-- Data for the task follows --

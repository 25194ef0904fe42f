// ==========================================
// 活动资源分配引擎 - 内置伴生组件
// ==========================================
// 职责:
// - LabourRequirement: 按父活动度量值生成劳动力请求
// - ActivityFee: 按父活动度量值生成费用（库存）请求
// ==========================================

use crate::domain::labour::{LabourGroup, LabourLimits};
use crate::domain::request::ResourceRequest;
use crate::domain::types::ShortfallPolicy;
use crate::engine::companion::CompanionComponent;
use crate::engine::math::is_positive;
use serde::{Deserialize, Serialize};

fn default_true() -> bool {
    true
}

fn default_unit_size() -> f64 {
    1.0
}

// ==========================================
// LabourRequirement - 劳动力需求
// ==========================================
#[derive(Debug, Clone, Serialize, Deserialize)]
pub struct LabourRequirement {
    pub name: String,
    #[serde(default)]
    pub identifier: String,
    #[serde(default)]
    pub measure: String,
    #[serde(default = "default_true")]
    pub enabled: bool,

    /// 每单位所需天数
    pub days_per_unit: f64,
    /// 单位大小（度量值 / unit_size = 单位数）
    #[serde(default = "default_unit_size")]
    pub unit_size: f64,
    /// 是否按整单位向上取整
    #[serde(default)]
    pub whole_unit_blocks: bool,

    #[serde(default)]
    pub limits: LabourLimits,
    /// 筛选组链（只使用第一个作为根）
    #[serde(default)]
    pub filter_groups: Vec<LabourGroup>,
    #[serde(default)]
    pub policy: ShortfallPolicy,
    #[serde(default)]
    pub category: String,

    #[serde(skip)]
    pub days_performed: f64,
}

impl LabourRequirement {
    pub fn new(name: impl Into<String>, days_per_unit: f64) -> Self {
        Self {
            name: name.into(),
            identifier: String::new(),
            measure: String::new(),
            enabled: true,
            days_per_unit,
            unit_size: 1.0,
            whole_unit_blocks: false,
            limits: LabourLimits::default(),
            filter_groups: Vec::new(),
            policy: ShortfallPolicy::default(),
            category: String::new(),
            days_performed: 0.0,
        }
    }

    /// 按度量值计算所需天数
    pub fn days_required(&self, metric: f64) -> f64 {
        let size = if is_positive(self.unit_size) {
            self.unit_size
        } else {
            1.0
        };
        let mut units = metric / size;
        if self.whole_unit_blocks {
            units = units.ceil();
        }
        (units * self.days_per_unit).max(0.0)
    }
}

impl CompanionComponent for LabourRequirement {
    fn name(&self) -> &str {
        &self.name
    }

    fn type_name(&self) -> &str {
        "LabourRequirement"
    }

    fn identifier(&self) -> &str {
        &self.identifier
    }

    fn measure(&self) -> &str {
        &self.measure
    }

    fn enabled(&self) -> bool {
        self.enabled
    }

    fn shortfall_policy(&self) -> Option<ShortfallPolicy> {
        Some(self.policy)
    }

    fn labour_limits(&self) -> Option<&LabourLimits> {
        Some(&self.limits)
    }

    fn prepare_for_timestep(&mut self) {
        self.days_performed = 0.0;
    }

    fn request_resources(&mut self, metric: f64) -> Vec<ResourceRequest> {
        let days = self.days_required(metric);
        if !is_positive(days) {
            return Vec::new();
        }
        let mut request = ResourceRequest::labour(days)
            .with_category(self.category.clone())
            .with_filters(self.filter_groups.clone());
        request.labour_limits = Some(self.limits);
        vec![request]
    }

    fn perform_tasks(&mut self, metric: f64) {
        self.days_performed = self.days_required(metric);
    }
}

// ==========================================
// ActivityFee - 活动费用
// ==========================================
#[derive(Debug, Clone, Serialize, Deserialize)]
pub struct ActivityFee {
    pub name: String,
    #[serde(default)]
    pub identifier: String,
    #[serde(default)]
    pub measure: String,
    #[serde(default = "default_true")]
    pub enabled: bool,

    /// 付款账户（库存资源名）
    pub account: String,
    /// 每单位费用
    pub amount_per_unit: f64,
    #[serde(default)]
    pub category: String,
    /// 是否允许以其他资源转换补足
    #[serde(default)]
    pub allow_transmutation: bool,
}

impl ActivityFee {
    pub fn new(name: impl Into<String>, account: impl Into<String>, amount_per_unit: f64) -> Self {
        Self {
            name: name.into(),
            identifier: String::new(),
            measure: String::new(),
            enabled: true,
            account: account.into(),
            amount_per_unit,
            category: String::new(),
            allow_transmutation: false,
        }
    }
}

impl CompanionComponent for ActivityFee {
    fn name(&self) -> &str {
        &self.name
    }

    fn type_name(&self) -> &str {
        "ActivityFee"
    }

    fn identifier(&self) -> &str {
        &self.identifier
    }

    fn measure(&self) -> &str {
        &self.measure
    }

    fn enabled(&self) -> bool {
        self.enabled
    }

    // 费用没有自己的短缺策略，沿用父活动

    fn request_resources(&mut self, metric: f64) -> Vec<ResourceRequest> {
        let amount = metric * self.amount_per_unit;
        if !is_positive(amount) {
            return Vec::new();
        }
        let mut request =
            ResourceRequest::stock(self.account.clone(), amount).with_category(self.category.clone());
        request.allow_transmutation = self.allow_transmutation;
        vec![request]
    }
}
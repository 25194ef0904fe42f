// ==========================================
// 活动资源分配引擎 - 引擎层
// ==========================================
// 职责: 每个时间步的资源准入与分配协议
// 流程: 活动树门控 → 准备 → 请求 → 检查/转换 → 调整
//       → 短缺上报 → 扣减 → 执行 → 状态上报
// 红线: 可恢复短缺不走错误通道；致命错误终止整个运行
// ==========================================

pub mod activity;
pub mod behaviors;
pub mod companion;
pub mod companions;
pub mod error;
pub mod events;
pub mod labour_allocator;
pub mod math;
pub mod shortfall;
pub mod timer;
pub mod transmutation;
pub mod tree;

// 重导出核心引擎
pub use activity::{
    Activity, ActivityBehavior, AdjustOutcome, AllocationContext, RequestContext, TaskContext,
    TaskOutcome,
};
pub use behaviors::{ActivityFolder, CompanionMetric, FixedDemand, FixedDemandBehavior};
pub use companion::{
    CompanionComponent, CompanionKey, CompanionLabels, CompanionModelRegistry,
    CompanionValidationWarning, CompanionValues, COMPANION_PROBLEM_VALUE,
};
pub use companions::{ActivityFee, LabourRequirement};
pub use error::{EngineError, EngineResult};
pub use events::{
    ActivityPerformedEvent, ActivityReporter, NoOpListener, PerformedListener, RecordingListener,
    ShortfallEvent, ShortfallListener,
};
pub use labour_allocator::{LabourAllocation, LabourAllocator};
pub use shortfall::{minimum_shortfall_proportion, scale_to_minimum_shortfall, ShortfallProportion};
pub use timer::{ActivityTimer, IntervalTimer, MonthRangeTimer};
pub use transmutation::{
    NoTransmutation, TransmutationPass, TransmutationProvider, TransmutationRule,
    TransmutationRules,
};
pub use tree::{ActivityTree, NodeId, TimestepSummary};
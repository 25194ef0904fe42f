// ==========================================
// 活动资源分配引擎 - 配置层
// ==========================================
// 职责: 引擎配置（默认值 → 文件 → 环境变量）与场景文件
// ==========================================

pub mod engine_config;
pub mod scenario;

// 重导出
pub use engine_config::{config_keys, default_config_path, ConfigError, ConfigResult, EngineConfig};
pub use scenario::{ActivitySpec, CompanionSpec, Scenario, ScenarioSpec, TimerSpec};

-- Data for the task concluded --

#### Work item:
Produce an exact copy of every entry above.

#### Solution to this exercise:
repository 25194ef0904fe42f
// ==========================================
// 活动资源分配引擎 - 内置伴生组件
// ==========================================
// 职责:
// - LabourRequirement: 按父活动度量值生成劳动力请求
// - ActivityFee: 按父活动度量值生成费用（库存）请求
// ==========================================

use crate::domain::labour::{LabourGroup, LabourLimits};
use crate::domain::request::ResourceRequest;
use crate::domain::types::ShortfallPolicy;
use crate::engine::companion::CompanionComponent;
use crate::engine::math::is_positive;
use serde::{Deserialize, Serialize};

fn default_true() -> bool {
    true
}

fn default_unit_size() -> f64 {
    1.0
}

// ==========================================
// LabourRequirement - 劳动力需求
// ==========================================
#[derive(Debug, Clone, Serialize, Deserialize)]
pub struct LabourRequirement {
    pub name: String,
    #[serde(default)]
    pub identifier: String,
    #[serde(default)]
    pub measure: String,
    #[serde(default = "default_true")]
    pub enabled: bool,

    /// 每单位所需天数
    pub days_per_unit: f64,
    /// 单位大小（度量值 / unit_size = 单位数）
    #[serde(default = "default_unit_size")]
    pub unit_size: f64,
    /// 是否按整单位向上取整
    #[serde(default)]
    pub whole_unit_blocks: bool,

    #[serde(default)]
    pub limits: LabourLimits,
    /// 筛选组链（只使用第一个作为根）
    #[serde(default)]
    pub filter_groups: Vec<LabourGroup>,
    #[serde(default)]
    pub policy: ShortfallPolicy,
    #[serde(default)]
    pub category: String,

    #[serde(skip)]
    pub days_performed: f64,
}

impl LabourRequirement {
    pub fn new(name: impl Into<String>, days_per_unit: f64) -> Self {
        Self {
            name: name.into(),
            identifier: String::new(),
            measure: String::new(),
            enabled: true,
            days_per_unit,
            unit_size: 1.0,
            whole_unit_blocks: false,
            limits: LabourLimits::default(),
            filter_groups: Vec::new(),
            policy: ShortfallPolicy::default(),
            category: String::new(),
            days_performed: 0.0,
        }
    }

    /// 按度量值计算所需天数
    pub fn days_required(&self, metric: f64) -> f64 {
        let size = if is_positive(self.unit_size) {
            self.unit_size
        } else {
            1.0
        };
        let mut units = metric / size;
        if self.whole_unit_blocks {
            units = units.ceil();
        }
        (units * self.days_per_unit).max(0.0)
    }
}

impl CompanionComponent for LabourRequirement {
    fn name(&self) -> &str {
        &self.name
    }

    fn type_name(&self) -> &str {
        "LabourRequirement"
    }

    fn identifier(&self) -> &str {
        &self.identifier
    }

    fn measure(&self) -> &str {
        &self.measure
    }

    fn enabled(&self) -> bool {
        self.enabled
    }

    fn shortfall_policy(&self) -> Option<ShortfallPolicy> {
        Some(self.policy)
    }

    fn labour_limits(&self) -> Option<&LabourLimits> {
        Some(&self.limits)
    }

    fn prepare_for_timestep(&mut self) {
        self.days_performed = 0.0;
    }

    fn request_resources(&mut self, metric: f64) -> Vec<ResourceRequest> {
        let days = self.days_required(metric);
        if !is_positive(days) {
            return Vec::new();
        }
        let mut request = ResourceRequest::labour(days)
            .with_category(self.category.clone())
            .with_filters(self.filter_groups.clone());
        request.labour_limits = Some(self.limits);
        vec![request]
    }

    fn perform_tasks(&mut self, metric: f64) {
        self.days_performed = self.days_required(metric);
    }
}

// ==========================================
// ActivityFee - 活动费用
// ==========================================
#[derive(Debug, Clone, Serialize, Deserialize)]
pub struct ActivityFee {
    pub name: String,
    #[serde(default)]
    pub identifier: String,
    #[serde(default)]
    pub measure: String,
    #[serde(default = "default_true")]
    pub enabled: bool,

    /// 付款账户（库存资源名）
    pub account: String,
    /// 每单位费用
    pub amount_per_unit: f64,
    #[serde(default)]
    pub category: String,
    /// 是否允许以其他资源转换补足
    #[serde(default)]
    pub allow_transmutation: bool,
}

impl ActivityFee {
    pub fn new(name: impl Into<String>, account: impl Into<String>, amount_per_unit: f64) -> Self {
        Self {
            name: name.into(),
            identifier: String::new(),
            measure: String::new(),
            enabled: true,
            account: account.into(),
            amount_per_unit,
            category: String::new(),
            allow_transmutation: false,
        }
    }
}

impl CompanionComponent for ActivityFee {
    fn name(&self) -> &str {
        &self.name
    }

    fn type_name(&self) -> &str {
        "ActivityFee"
    }

    fn identifier(&self) -> &str {
        &self.identifier
    }

    fn measure(&self) -> &str {
        &self.measure
    }

    fn enabled(&self) -> bool {
        self.enabled
    }

    // 费用没有自己的短缺策略，沿用父活动

    fn request_resources(&mut self, metric: f64) -> Vec<ResourceRequest> {
        let amount = metric * self.amount_per_unit;
        if !is_positive(amount) {
            return Vec::new();
        }
        let mut request =
            ResourceRequest::stock(self.account.clone(), amount).with_category(self.category.clone());
        request.allow_transmutation = self.allow_transmutation;
        vec![request]
    }
}
repository 25194ef0904fe42f
// ==========================================
// 活动资源分配引擎 - 引擎层
// ==========================================
// 职责: 每个时间步的资源准入与分配协议
// 流程: 活动树门控 → 准备 → 请求 → 检查/转换 → 调整
//       → 短缺上报 → 扣减 → 执行 → 状态上报
// 红线: 可恢复短缺不走错误通道；致命错误终止整个运行
// ==========================================

pub mod activity;
pub mod behaviors;
pub mod companion;
pub mod companions;
pub mod error;
pub mod events;
pub mod labour_allocator;
pub mod math;
pub mod shortfall;
pub mod timer;
pub mod transmutation;
pub mod tree;

// 重导出核心引擎
pub use activity::{
    Activity, ActivityBehavior, AdjustOutcome, AllocationContext, RequestContext, TaskContext,
    TaskOutcome,
};
pub use behaviors::{ActivityFolder, CompanionMetric, FixedDemand, FixedDemandBehavior};
pub use companion::{
    CompanionComponent, CompanionKey, CompanionLabels, CompanionModelRegistry,
    CompanionValidationWarning, CompanionValues, COMPANION_PROBLEM_VALUE,
};
pub use companions::{ActivityFee, LabourRequirement};
pub use error::{EngineError, EngineResult};
pub use events::{
    ActivityPerformedEvent, ActivityReporter, NoOpListener, PerformedListener, RecordingListener,
    ShortfallEvent, ShortfallListener,
};
pub use labour_allocator::{LabourAllocation, LabourAllocator};
pub use shortfall::{minimum_shortfall_proportion, scale_to_minimum_shortfall, ShortfallProportion};
pub use timer::{ActivityTimer, IntervalTimer, MonthRangeTimer};
pub use transmutation::{
    NoTransmutation, TransmutationPass, TransmutationProvider, TransmutationRule,
    TransmutationRules,
};
pub use tree::{ActivityTree, NodeId, TimestepSummary};
repository 25194ef0904fe42f
// ==========================================
// 活动资源分配引擎 - 配置层
// ==========================================
// 职责: 引擎配置（默认值 → 文件 → 环境变量）与场景文件
// ==========================================

pub mod engine_config;
pub mod scenario;

// 重导出
pub use engine_config::{config_keys, default_config_path, ConfigError, ConfigResult, EngineConfig};
pub use scenario::{ActivitySpec, CompanionSpec, Scenario, ScenarioSpec, TimerSpec};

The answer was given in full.